The Story
Why it exists.
The beginning
Corey Newcombe wanted to bottle the hour between morning and afternoon, when dew still clings to leaves and the light turns that particular shade of gold. Criminal Elements has always treated fragrance as experiment, not product. Verge became the house's question: what if clean wasn't a concept, but a place? An imaginary springtime wonderland where green strawberry and tomato leaf grow in the same bed, where fresh laundry hangs beside a jasmine vine. Released in 2022, it arrived not as a statement but as a territory to explore.

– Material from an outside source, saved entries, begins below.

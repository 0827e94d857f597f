//! Credential store: the one piece of durable client state.
//!
//! Holds the bearer token and the user snapshot returned by login or
//! registration. Nothing here tracks expiry; a stale token shows up as a
//! 401 on the next authorized call.

use std::path::{Path, PathBuf};
use std::sync::{Arc, Mutex};

use crate::config::HueConfig;
use crate::error::{HueError, Result};
use crate::model::Session;

pub trait CredentialStore: Send + Sync {
    /// Persist the session, replacing any previous one.
    fn set(&self, session: &Session) -> Result<()>;

    /// Current session, or `None` when signed out.
    fn get(&self) -> Result<Option<Session>>;

    /// Remove token and user.
    fn clear(&self) -> Result<()>;

    /// Current bearer token, or `None` when signed out.
    fn token(&self) -> Result<Option<String>> {
        Ok(self.get()?.map(|s| s.token))
    }
}

/// JSON file with the keys `token` and `user`.
pub struct FileCredentialStore {
    path: PathBuf,
}

impl FileCredentialStore {
    pub fn new(path: impl Into<PathBuf>) -> Self {
        Self { path: path.into() }
    }

    pub fn path(&self) -> &Path {
        &self.path
    }
}

impl CredentialStore for FileCredentialStore {
    fn set(&self, session: &Session) -> Result<()> {
        if let Some(parent) = self.path.parent() {
            std::fs::create_dir_all(parent).map_err(|e| {
                HueError::Storage(format!("failed to create {}: {e}", parent.display()))
            })?;
        }
        let json = serde_json::to_string_pretty(session)?;
        write_private(&self.path, json.as_bytes()).map_err(|e| {
            HueError::Storage(format!("failed to write {}: {e}", self.path.display()))
        })?;
        // `mode` only applies on create; tighten a file that already existed.
        restrict_permissions(&self.path)?;
        tracing::debug!(path = %self.path.display(), user = %session.user.id, "session stored");
        Ok(())
    }

    fn get(&self) -> Result<Option<Session>> {
        let contents = match std::fs::read_to_string(&self.path) {
            Ok(c) => c,
            Err(e) if e.kind() == std::io::ErrorKind::NotFound => return Ok(None),
            Err(e) => {
                return Err(HueError::Storage(format!(
                    "failed to read {}: {e}",
                    self.path.display()
                )))
            }
        };
        match serde_json::from_str(&contents) {
            Ok(session) => Ok(Some(session)),
            Err(e) => {
                tracing::warn!(
                    path = %self.path.display(),
                    error = %e,
                    "ignoring unreadable session file"
                );
                Ok(None)
            }
        }
    }

    fn clear(&self) -> Result<()> {
        match std::fs::remove_file(&self.path) {
            Ok(()) => {
                tracing::debug!(path = %self.path.display(), "session cleared");
                Ok(())
            }
            Err(e) if e.kind() == std::io::ErrorKind::NotFound => Ok(()),
            Err(e) => Err(HueError::Storage(format!(
                "failed to remove {}: {e}",
                self.path.display()
            ))),
        }
    }
}

/// Write `contents`, creating the file owner-only (0600 on Unix).
fn write_private(path: &Path, contents: &[u8]) -> std::io::Result<()> {
    use std::io::Write;

    let mut options = std::fs::OpenOptions::new();
    options.write(true).create(true).truncate(true);
    #[cfg(unix)]
    {
        use std::os::unix::fs::OpenOptionsExt;
        options.mode(0o600);
    }
    let mut file = options.open(path)?;
    file.write_all(contents)
}

#[cfg(unix)]
fn restrict_permissions(path: &Path) -> Result<()> {
    use std::os::unix::fs::PermissionsExt;
    std::fs::set_permissions(path, std::fs::Permissions::from_mode(0o600))
        .map_err(|e| HueError::Storage(format!("failed to set permissions: {e}")))
}

#[cfg(not(unix))]
fn restrict_permissions(_path: &Path) -> Result<()> {
    Ok(())
}

/// In-process store; nothing survives the process.
#[derive(Default)]
pub struct MemoryCredentialStore {
    session: Mutex<Option<Session>>,
}

impl MemoryCredentialStore {
    pub fn new() -> Self {
        Self::default()
    }

    pub fn with_session(session: Session) -> Self {
        Self {
            session: Mutex::new(Some(session)),
        }
    }
}

impl CredentialStore for MemoryCredentialStore {
    fn set(&self, session: &Session) -> Result<()> {
        let mut guard = self
            .session
            .lock()
            .map_err(|e| HueError::Storage(format!("failed to acquire session lock: {e}")))?;
        *guard = Some(session.clone());
        Ok(())
    }

    fn get(&self) -> Result<Option<Session>> {
        let guard = self
            .session
            .lock()
            .map_err(|e| HueError::Storage(format!("failed to acquire session lock: {e}")))?;
        Ok(guard.clone())
    }

    fn clear(&self) -> Result<()> {
        let mut guard = self
            .session
            .lock()
            .map_err(|e| HueError::Storage(format!("failed to acquire session lock: {e}")))?;
        *guard = None;
        Ok(())
    }
}

/// File-backed store at the configured location.
pub fn create_store(config: &HueConfig) -> Result<Arc<dyn CredentialStore>> {
    let path = config.session_path()?;
    Ok(Arc::new(FileCredentialStore::new(path)))
}

#[cfg(test)]
mod tests {
    use super::*;
    use crate::model::User;

    fn carlos() -> Session {
        Session::new(
            "mock-jwt-token-1",
            User {
                id: "1".into(),
                name: "Carlos Mendoza".into(),
                email: "carlos@example.com".into(),
            },
        )
    }

    fn temp_path() -> PathBuf {
        std::env::temp_dir()
            .join(format!("huequitas-test-{}", uuid::Uuid::now_v7()))
            .join("session.json")
    }

    #[test]
    fn test_file_store_survives_reload() {
        let path = temp_path();
        let store = FileCredentialStore::new(&path);
        assert!(store.get().unwrap().is_none());

        store.set(&carlos()).unwrap();

        let reopened = FileCredentialStore::new(&path);
        assert_eq!(reopened.get().unwrap(), Some(carlos()));
        assert_eq!(reopened.token().unwrap().as_deref(), Some("mock-jwt-token-1"));

        let _ = std::fs::remove_dir_all(path.parent().unwrap());
    }

    #[test]
    fn test_file_store_clear_removes_file() {
        let path = temp_path();
        let store = FileCredentialStore::new(&path);
        store.set(&carlos()).unwrap();
        assert!(path.exists());

        store.clear().unwrap();
        assert!(!path.exists());
        assert!(store.get().unwrap().is_none());
        // Clearing twice is fine.
        store.clear().unwrap();

        let _ = std::fs::remove_dir_all(path.parent().unwrap());
    }

    #[test]
    fn test_file_store_uses_fixed_keys() {
        let path = temp_path();
        let store = FileCredentialStore::new(&path);
        store.set(&carlos()).unwrap();

        let raw: serde_json::Value =
            serde_json::from_str(&std::fs::read_to_string(&path).unwrap()).unwrap();
        assert_eq!(raw["token"], "mock-jwt-token-1");
        assert_eq!(raw["user"]["name"], "Carlos Mendoza");

        let _ = std::fs::remove_dir_all(path.parent().unwrap());
    }

    #[test]
    fn test_corrupt_file_reads_as_signed_out() {
        let path = temp_path();
        std::fs::create_dir_all(path.parent().unwrap()).unwrap();
        std::fs::write(&path, "{ not json").unwrap();

        let store = FileCredentialStore::new(&path);
        assert!(store.get().unwrap().is_none());
        assert!(store.token().unwrap().is_none());

        let _ = std::fs::remove_dir_all(path.parent().unwrap());
    }

    #[cfg(unix)]
    #[test]
    fn test_file_store_owner_only() {
        use std::os::unix::fs::PermissionsExt;

        let path = temp_path();
        let store = FileCredentialStore::new(&path);
        store.set(&carlos()).unwrap();
        let mode = std::fs::metadata(&path).unwrap().permissions().mode();
        assert_eq!(mode & 0o777, 0o600);

        let _ = std::fs::remove_dir_all(path.parent().unwrap());
    }

    #[cfg(unix)]
    #[test]
    fn test_write_private_creates_owner_only() {
        use std::os::unix::fs::PermissionsExt;

        let path = temp_path();
        std::fs::create_dir_all(path.parent().unwrap()).unwrap();
        write_private(&path, b"{}").unwrap();
        let mode = std::fs::metadata(&path).unwrap().permissions().mode();
        assert_eq!(mode & 0o777, 0o600);

        let _ = std::fs::remove_dir_all(path.parent().unwrap());
    }

    #[cfg(unix)]
    #[test]
    fn test_existing_readable_file_is_tightened() {
        use std::os::unix::fs::PermissionsExt;

        let path = temp_path();
        std::fs::create_dir_all(path.parent().unwrap()).unwrap();
        std::fs::write(&path, "{}").unwrap();
        std::fs::set_permissions(&path, std::fs::Permissions::from_mode(0o644)).unwrap();

        FileCredentialStore::new(&path).set(&carlos()).unwrap();
        let mode = std::fs::metadata(&path).unwrap().permissions().mode();
        assert_eq!(mode & 0o777, 0o600);

        let _ = std::fs::remove_dir_all(path.parent().unwrap());
    }

    #[test]
    fn test_memory_store_roundtrip() {
        let store = MemoryCredentialStore::new();
        assert!(store.token().unwrap().is_none());
        store.set(&carlos()).unwrap();
        assert_eq!(store.get().unwrap(), Some(carlos()));
        store.clear().unwrap();
        assert!(store.get().unwrap().is_none());
    }
}
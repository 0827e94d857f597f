use std::path::Path;

use base64::engine::general_purpose::STANDARD;
use base64::Engine;

use crate::error::{HueError, Result};

/// Largest photo accepted for a review, before encoding.
pub const MAX_IMAGE_BYTES: usize = 5 * 1024 * 1024;

/// MIME type guessed from the file extension.
pub fn mime_for(path: &Path) -> &'static str {
    let ext = path
        .extension()
        .and_then(|e| e.to_str())
        .map(|e| e.to_ascii_lowercase());
    match ext.as_deref() {
        Some("png") => "image/png",
        Some("jpg" | "jpeg") => "image/jpeg",
        Some("gif") => "image/gif",
        Some("webp") => "image/webp",
        _ => "application/octet-stream",
    }
}

/// Wrap raw bytes as a `data:` URL.
pub fn to_data_url(mime: &str, bytes: &[u8]) -> String {
    format!("data:{mime};base64,{}", STANDARD.encode(bytes))
}

/// Read a photo and return it as a base64 data URL ready to attach to a review.
pub async fn encode_image_file(path: impl AsRef<Path>) -> Result<String> {
    let path = path.as_ref();
    let bytes = tokio::fs::read(path)
        .await
        .map_err(|e| HueError::ImageRead(format!("{}: {e}", path.display())))?;
    if bytes.is_empty() {
        return Err(HueError::ImageRead(format!("{} is empty", path.display())));
    }
    if bytes.len() > MAX_IMAGE_BYTES {
        return Err(HueError::ImageRead(format!(
            "{} is {} bytes, limit is {MAX_IMAGE_BYTES}",
            path.display(),
            bytes.len()
        )));
    }
    tracing::debug!(path = %path.display(), bytes = bytes.len(), "encoded review photo");
    Ok(to_data_url(mime_for(path), &bytes))
}

#[cfg(test)]
mod tests {
    use super::*;
    use std::path::PathBuf;

    fn temp_file(name: &str, bytes: &[u8]) -> PathBuf {
        let dir = std::env::temp_dir().join(format!("huequitas-img-{}", uuid::Uuid::now_v7()));
        std::fs::create_dir_all(&dir).unwrap();
        let path = dir.join(name);
        std::fs::write(&path, bytes).unwrap();
        path
    }

    #[test]
    fn test_mime_for_extensions() {
        assert_eq!(mime_for(Path::new("a.PNG")), "image/png");
        assert_eq!(mime_for(Path::new("a.jpeg")), "image/jpeg");
        assert_eq!(mime_for(Path::new("a.jpg")), "image/jpeg");
        assert_eq!(mime_for(Path::new("a.webp")), "image/webp");
        assert_eq!(mime_for(Path::new("a")), "application/octet-stream");
    }

    #[test]
    fn test_to_data_url() {
        assert_eq!(to_data_url("image/png", b"hi"), "data:image/png;base64,aGk=");
    }

    #[tokio::test]
    async fn test_encode_image_file() {
        let path = temp_file("sancocho.jpg", &[0xFF, 0xD8, 0xFF, 0xE0]);
        let url = encode_image_file(&path).await.unwrap();
        assert_eq!(url, "data:image/jpeg;base64,/9j/4A==");
        let _ = std::fs::remove_dir_all(path.parent().unwrap());
    }

    #[tokio::test]
    async fn test_missing_file_is_read_error() {
        let err = encode_image_file("/nonexistent/photo.png").await.unwrap_err();
        assert!(matches!(err, HueError::ImageRead(_)));
    }

    #[tokio::test]
    async fn test_empty_file_is_read_error() {
        let path = temp_file("empty.png", b"");
        let err = encode_image_file(&path).await.unwrap_err();
        assert!(matches!(err, HueError::ImageRead(_)));
        let _ = std::fs::remove_dir_all(path.parent().unwrap());
    }
}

The note structure is unusual. Green strawberry, the actual smell of the fruit's stem and leaves, not the flesh, sits at the top alongside pear and lime, giving the opening a vegetable sharpness rather than sweetness. Tomato leaf reinforces this, pulling the composition away from fruit salad and toward something earthier, more honest. Then fresh laundry enters, and the contradiction becomes the point: wild garden meets line-dried sheets. Jasmine and Moroccan rose bud soften the green notes without erasing them. Sandalwood anchors everything to a warm wood base that prevents the fragrance from disappearing entirely.
The evolution
The opening hits bright and tart, green strawberry first, then pear's sweetness creeping in from the side. Lime provides the electricity. Within minutes, the green strawberry pulls back and the heart takes over: fresh laundry, clean linen, the unmistakable smell of cotton dried in open air. Tomato leaf lingers beneath, reminding you this isn't a synthetic accord. The jasmine surfaces around the thirty-minute mark, subtle and waxy, not indolic. As the hours pass, sandalwood emerges, creamy, warm, slightly soapy in the best way. The drydown is the quiet payoff: soft rose, worn sandalwood, the ghost of clean skin. Eight to ten hours on most skin types. Moderate sillage means it stays close, intimate, a secret rather than an announcement.
Cultural impact
Verge stands apart from the typical clean fragrance playbook. Where most fresh scents reach for ozonic accords or marine notes, Criminal Elements built their fresh laundry around tomato leaf and green strawberry, ingredients that carry genuine green character rather than marketing-implied freshness. The result occupies a specific niche: clean without the clinical, green without the aggressive, fruity without the juvenile.